Ce décor, quotidien et intello, semble tout droit sorti de l’un de ses livres. « Je vous ai proposé une rencontre ici parce qu’il y a peu de ma vie dans cet appartement », annonce pourtant Deborah Levy. Sur le même ton sans appel, elle balaiera d’une main l’idée que l’on puisse parler à son entourage familial. Cette écrivaine protège sa vie privée comme la star qu’elle est devenue.
Rappelée par le roman
Depuis la parution en français, il y a quatre ans, des deux premiers volumes de ce qu’elle appelle son « autobiographie en mouvement », Deborah Levy, 64 ans, occupe l’imaginaire des lecteurs hexagonaux. Ces ouvrages, « existentiels, philosophiques, poétiques et personnels », comme elle les qualifie sans fausse modestie, la mettent en scène dans l’existence qu’elle fut contrainte de se réinventer à 50 ans passés, à la suite d’un divorce douloureux.
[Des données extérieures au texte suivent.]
#[cfg(test)]
mod store_tests {
    use time::{Duration, macros::date};

    use crate::{
        Error,
        attachment::{AttachmentStore, NewAttachmentFile},
        filter::{RecordFilter, TimeFilter},
        income::{Income, IncomeCategory},
        money::Currency,
        test_utils::{get_test_connection, other_session, test_session},
    };

    use super::{add_income, delete_income, fetch_income, get_income, update_income};

    fn temp_attachment_store() -> (tempfile::TempDir, AttachmentStore) {
        let dir = tempfile::tempdir().unwrap();
        let store = AttachmentStore::new(dir.path().to_path_buf());
        (dir, store)
    }

    #[test]
    fn add_and_fetch_round_trip() {
        let conn = get_test_connection();
        let session = test_session();
        let (_dir, blobs) = temp_attachment_store();
        let today = date!(2024 - 06 - 24);

        let added = add_income(
            Some(&session),
            Income::build(1000.0, date!(2024 - 06 - 01), "June salary")
                .category(IncomeCategory::Salary)
                .currency(Currency::Inr),
            &[],
            &blobs,
            &conn,
        )
        .unwrap()
        .unwrap();

        assert_eq!(added.amount, 1000.0);
        assert_eq!(added.category, IncomeCategory::Salary);
        assert!(added.file_attachments.is_empty());

        let fetched = fetch_income(Some(&session), &RecordFilter::none(), today, &conn).unwrap();

        assert_eq!(fetched, vec![added]);
    }

    #[test]
    fn add_signed_out_is_a_noop() {
        let conn = get_test_connection();
        let session = test_session();
        let (_dir, blobs) = temp_attachment_store();
        let today = date!(2024 - 06 - 24);

        let result = add_income(
            None,
            Income::build(1.0, today, "Ghost income"),
            &[],
            &blobs,
            &conn,
        )
        .unwrap();

        assert_eq!(result, None);
        assert!(
            fetch_income(Some(&session), &RecordFilter::none(), today, &conn)
                .unwrap()
                .is_empty()
        );
    }

    #[test]
    fn fetch_applies_time_filter_and_search_in_order() {
        let conn = get_test_connection();
        let session = test_session();
        let (_dir, blobs) = temp_attachment_store();
        let today = date!(2024 - 06 - 24);

        add_income(
            Some(&session),
            Income::build(500.0, today - Duration::days(2), "Freelance invoice"),
            &[],
            &blobs,
            &conn,
        )
        .unwrap();
        add_income(
            Some(&session),
            Income::build(700.0, today - Duration::days(60), "Freelance invoice"),
            &[],
            &blobs,
            &conn,
        )
        .unwrap();

        let filter = RecordFilter {
            time: TimeFilter::Week,
            search: Some("freelance".to_owned()),
        };
        let got = fetch_income(Some(&session), &filter, today, &conn).unwrap();

        assert_eq!(got.len(), 1, "search must not escape the time window");
        assert_eq!(got[0].amount, 500.0);
    }

    #[test]
    fn fetch_is_scoped_to_the_user() {
        let conn = get_test_connection();
        let session = test_session();
        let stranger = other_session();
        let (_dir, blobs) = temp_attachment_store();
        let today = date!(2024 - 06 - 24);

        add_income(
            Some(&session),
            Income::build(1000.0, today, "Mine"),
            &[],
            &blobs,
            &conn,
        )
        .unwrap();

        let got = fetch_income(Some(&stranger), &RecordFilter::none(), today, &conn).unwrap();

        assert!(got.is_empty());
    }

    #[test]
    fn add_with_attachments_stores_keys_on_the_row() {
        let conn = get_test_connection();
        let session = test_session();
        let (_dir, blobs) = temp_attachment_store();
        let today = date!(2024 - 06 - 24);

        let files = vec![NewAttachmentFile {
            file_name: "payslip.pdf".to_owned(),
            content_type: "application/pdf".to_owned(),
            bytes: vec![1, 2, 3],
        }];

        let added = add_income(
            Some(&session),
            Income::build(1000.0, today, "June salary"),
            &files,
            &blobs,
            &conn,
        )
        .unwrap()
        .unwrap();

        assert_eq!(added.file_attachments.len(), 1);
        assert!(added.file_attachments[0].ends_with(".pdf"));

        // The stored keys survive a re-fetch.
        let fetched = fetch_income(Some(&session), &RecordFilter::none(), today, &conn).unwrap();
        assert_eq!(fetched[0].file_attachments, added.file_attachments);

        let stored = blobs.read(&added.file_attachments[0]).unwrap();
        assert_eq!(stored, vec![1, 2, 3]);
    }

    #[test]
    fn update_changes_fields() {
        let conn = get_test_connection();
        let session = test_session();
        let (_dir, blobs) = temp_attachment_store();
        let today = date!(2024 - 06 - 24);

        let added = add_income(
            Some(&session),
            Income::build(1000.0, today, "Salary"),
            &[],
            &blobs,
            &conn,
        )
        .unwrap()
        .unwrap();

        let updated = update_income(
            Some(&session),
            added.id,
            Income::build(1200.0, today, "Salary with bonus")
                .category(IncomeCategory::Bonus)
                .currency(Currency::Eur),
            &conn,
        )
        .unwrap()
        .unwrap();

        assert_eq!(updated.amount, 1200.0);
        assert_eq!(updated.category, IncomeCategory::Bonus);
        assert_eq!(updated.currency, Currency::Eur);
    }

    #[test]
    fn update_missing_income_fails() {
        let conn = get_test_connection();
        let session = test_session();

        let result = update_income(
            Some(&session),
            1337,
            Income::build(1.0, date!(2024 - 06 - 24), "Nothing"),
            &conn,
        );

        assert_eq!(result, Err(Error::UpdateMissingIncome));
    }

    #[test]
    fn delete_removes_the_row() {
        let conn = get_test_connection();
        let session = test_session();
        let (_dir, blobs) = temp_attachment_store();
        let today = date!(2024 - 06 - 24);

        let added = add_income(
            Some(&session),
            Income::build(1000.0, today, "Salary"),
            &[],
            &blobs,
            &conn,
        )
        .unwrap()
        .unwrap();

        delete_income(Some(&session), added.id, &conn).expect("Could not delete income");

        assert_eq!(
            get_income(added.id, &session.user_id, &conn),
            Err(Error::NotFound)
        );
    }

    #[test]
    fn delete_signed_out_is_a_noop() {
        let conn = get_test_connection();
        let session = test_session();
        let (_dir, blobs) = temp_attachment_store();
        let today = date!(2024 - 06 - 24);

        let added = add_income(
            Some(&session),
            Income::build(1000.0, today, "Salary"),
            &[],
            &blobs,
            &conn,
        )
        .unwrap()
        .unwrap();

        delete_income(None, added.id, &conn).expect("Signed out delete should be a no-op");

        assert!(get_income(added.id, &session.user_id, &conn).is_ok());
    }
}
Nourris de sa vie, ces récits presque en temps réel de ses tribulations géographiques, difficultés matérielles et pensées prosaïques ou métaphysiques ont renouvelé, dans le monde anglo-saxon, le genre de l’autofiction. Sorti en 2016 en anglais, son roman Hot Milk paraîtra en France le 10 mai, poussé par un tirage initial de 17 000 exemplaires (un chiffre assez exceptionnel dans le monde de la littérature étrangère). L’adaptation cinématographique du livre, réalisé par l’Anglaise Rebecca Lenkiewicz, sortira cette année sur grand écran. Les actrices en vue Emma Mackey (révélée par la série Sex Education) et Vicky Krieps (vue chez Paul Thomas Anderson, Mia Hansen-Løve et bientôt Jim Jarmusch) y tiennent les rôles principaux.